Kriterium Wert oder Anforderung Fundstelle Prüffrage
Beleuchtungsstärke Teilfläche mindestens 750 Lux DGUV 215-410, 8.4.2 Für welche Fläche gilt der Nachweis?
Größe der Teilfläche mindestens 600 mm x 600 mm DGUV 215-410, 8.4.2 Deckt die Leuchte diese Fläche ab?
Grundbeleuchtung 500 Lux Arbeitsplatz, 300 Lux Umgebung DGUV 215-410, 8.4.2 Bleibt der Raum ausreichend beleuchtet?
Blendung UGR höchstens 19 DGUV 215-410, 8.4.2 Liegt eine UGR-Angabe vor?
Farbwiedergabe Ra mindestens 80 DGUV 215-410, 8.4.2 Ist Ra im Datenblatt ausgewiesen?
Oberflächen matt bis seidenmatt DGUV 215-410, 8.3.1 Reflektiert die Leuchte sichtbar?
Normbezug DIN 5035-8 DGUV 215-442, 6.2.3 Belegt der Hersteller die Eignung?

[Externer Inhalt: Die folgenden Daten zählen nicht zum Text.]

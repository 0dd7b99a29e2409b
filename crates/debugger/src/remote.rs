use std::pin::Pin;
use std::sync::Arc;
use std::time::Duration;

use futures::{Sink, SinkExt};
use serde_json::Value;
use tokio::sync::Mutex;
use tokio::task::JoinHandle;
use tokio_util::sync::CancellationToken;
use transport::{CdpCodec, CdpTransport, CodecError, OutgoingMessage, Reply};

use crate::dispatch;
use crate::error::{DebuggerError, Result};
use crate::events::{EventReceiver, EventSubscribers};
use crate::pending_requests::PendingRequests;

/// How long a call waits for its reply unless told otherwise.
pub const DEFAULT_CALL_TIMEOUT: Duration = Duration::from_secs(30);

/// Largest inbound unit accepted before the connection is dropped (64 MiB).
pub const DEFAULT_MAX_MESSAGE_SIZE: usize = 64 * 1024 * 1024;

type BoxedWriter = Pin<Box<dyn Sink<OutgoingMessage, Error = CodecError> + Send>>;

/// Per-connection settings.
#[derive(Debug, Clone, PartialEq)]
pub struct ClientOptions {
    /// Deadline applied to every [`RemoteDebugger::call`]. `None` waits
    /// forever.
    pub call_timeout: Option<Duration>,
    /// Maximum size of a single inbound unit.
    pub max_message_size: usize,
}

impl Default for ClientOptions {
    fn default() -> Self {
        Self {
            call_timeout: Some(DEFAULT_CALL_TIMEOUT),
            max_message_size: DEFAULT_MAX_MESSAGE_SIZE,
        }
    }
}

/// A live connection to one debugging target.
///
/// Calls may be issued concurrently from any number of tasks (share it
/// through an [`Arc`] or by reference). Replies are matched to their calls
/// by id by a single background task that also feeds the event
/// subscribers.
pub struct RemoteDebugger {
    registry: Arc<PendingRequests>,
    subscribers: Arc<EventSubscribers>,
    writer: Mutex<Option<BoxedWriter>>,
    cancel_token: CancellationToken,
    dispatch_handle: Mutex<Option<JoinHandle<()>>>,
    call_timeout: Option<Duration>,
}

impl RemoteDebugger {
    /// Start a session over an already established transport
    ///
    /// Spawns the dispatch loop, so this must run inside a tokio runtime.
    pub fn from_transport<T: CdpTransport>(transport: T, options: ClientOptions) -> Self {
        let codec = CdpCodec::with_max_size(options.max_message_size);
        let (reader, writer) = transport::split_with_codec(transport, codec);

        let registry = Arc::new(PendingRequests::new());
        let subscribers = Arc::new(EventSubscribers::new());
        let cancel_token = CancellationToken::new();

        let dispatch_handle = dispatch::spawn(
            reader,
            Arc::clone(&registry),
            Arc::clone(&subscribers),
            cancel_token.clone(),
        );

        Self {
            registry,
            subscribers,
            writer: Mutex::new(Some(Box::pin(writer))),
            cancel_token,
            dispatch_handle: Mutex::new(Some(dispatch_handle)),
            call_timeout: options.call_timeout,
        }
    }

    /// Call a method and wait for its result, using the default deadline
    pub async fn call(&self, method: &str, params: Option<Value>) -> Result<Value> {
        self.call_with_timeout(method, params, self.call_timeout)
            .await
    }

    /// Call a method with an explicit deadline (`None` waits forever)
    #[tracing::instrument(skip(self, params))]
    pub async fn call_with_timeout(
        &self,
        method: &str,
        params: Option<Value>,
        timeout: Option<Duration>,
    ) -> Result<Value> {
        if self.cancel_token.is_cancelled() {
            return Err(DebuggerError::StreamClosed);
        }

        let (id, rx) = self.registry.register().await?;

        if let Err(e) = self.send(OutgoingMessage::new(id, method, params)).await {
            self.registry.cancel(id).await;
            return Err(e);
        }

        let reply = match timeout {
            Some(duration) => match tokio::time::timeout(duration, rx).await {
                Ok(reply) => reply,
                Err(_) => {
                    self.registry.cancel(id).await;
                    tracing::warn!(id, ?duration, "call timed out");
                    return Err(DebuggerError::Timeout {
                        method: method.to_string(),
                        duration,
                    });
                }
            },
            None => rx.await,
        }
        .map_err(|_| DebuggerError::StreamClosed)?;

        into_result(method, reply)
    }

    async fn send(&self, msg: OutgoingMessage) -> Result<()> {
        let mut writer = self.writer.lock().await;
        let writer = writer.as_mut().ok_or(DebuggerError::StreamClosed)?;

        tracing::debug!(id = msg.id, method = %msg.method, params = %msg.params, "sending call");
        let method = msg.method.clone();
        writer
            .send(msg)
            .await
            .map_err(|source| DebuggerError::Send { method, source })
    }

    /// Subscribe to every notification the browser sends from now on
    ///
    /// The receiver buffers without limit: one that is kept alive but never
    /// drained holds every event of the session. Drop it when done, or use
    /// [`events_bounded`](Self::events_bounded).
    pub async fn events(&self) -> EventReceiver {
        self.subscribers.subscribe().await
    }

    /// Subscribe with room for at most `capacity` undelivered events
    ///
    /// While the receiver is full, new events are dropped for it (with a
    /// warning) and other subscribers are unaffected.
    pub async fn events_bounded(&self, capacity: usize) -> EventReceiver {
        self.subscribers.subscribe_bounded(capacity).await
    }

    /// Number of calls still waiting for a reply
    pub async fn pending_calls(&self) -> usize {
        self.registry.len().await
    }

    /// Whether [`close`](Self::close) has been called
    pub fn is_closed(&self) -> bool {
        self.cancel_token.is_cancelled()
    }

    /// Shut the connection down
    ///
    /// Stops the dispatch loop, closes the write half and releases every
    /// pending call with [`DebuggerError::StreamClosed`]. Calling it again
    /// does nothing.
    pub async fn close(&self) {
        self.cancel_token.cancel();

        let writer = self.writer.lock().await.take();
        if let Some(mut writer) = writer {
            if let Err(e) = writer.close().await {
                tracing::debug!(error = %e, "error closing write half");
            }
        }

        let handle = self.dispatch_handle.lock().await.take();
        if let Some(handle) = handle {
            if let Err(e) = handle.await {
                tracing::warn!(error = %e, "dispatch task failed");
            }
        }

        // the loop may never have run if the runtime is shutting down
        self.registry.close().await;
        self.subscribers.close().await;
    }
}

impl Drop for RemoteDebugger {
    fn drop(&mut self) {
        self.cancel_token.cancel();
    }
}

fn into_result(method: &str, reply: Reply) -> Result<Value> {
    match reply.error {
        Some(error) => Err(DebuggerError::Remote {
            method: method.to_string(),
            code: error.code,
            message: error.message,
            data: error.data,
        }),
        None => Ok(reply.result),
    }
}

Die DIN 5035-8 mit dem Titel Arbeitsplatzleuchten, Anforderungen, Empfehlungen und Prüfung (2007-07) wird in beiden DGUV-Informationen als einschlägige Norm genannt. Arbeitsplatzleuchten sollen ihre sicherheitstechnischen, ergonomischen und lichttechnischen Anforderungen erfüllen (DGUV Information 215-442, Abschnitt 6.2.3). Der Volltext der Norm liegt hier nicht vor. Konkrete Prüfverfahren und Grenzwerte der Norm können deshalb nicht wiedergegeben werden.

Sinnvoll ist eine schriftliche Bestätigung des Anbieters zur Eignung nach DIN 5035-8 und zum Nachweis der 750 Lux auf der geforderten Fläche. Fehlt der Nachweis, bleibt das Angebot unvollständig.

Häufige Fragen

Ersetzt eine Schreibtischlampe die Deckenbeleuchtung? Nein. Die 500 Lux am Arbeitsplatz und 300 Lux im Umgebungsbereich bleiben eigenständige Anforderungen der Grundbeleuchtung.

Reichen 500 Lux auf dem Schreibtisch aus? Falls keine höheren Werte gelten, ja. Bei einer Teilfläche mit besonderen Sehaufgaben sind laut DGUV Information 215-410 mindestens 750 Lux auf 600 mm x 600 mm vorgesehen.

Woran erkenne ich eine geeignete Leuchte vor dem Kauf? An Angaben zu Beleuchtungsstärke und Teilflächengröße, zum UGR-Wert, zu Ra = 80 und zum Bezug auf DIN 5035-8. Fehlen diese Angaben, fehlt die Grundlage für die Auswahl.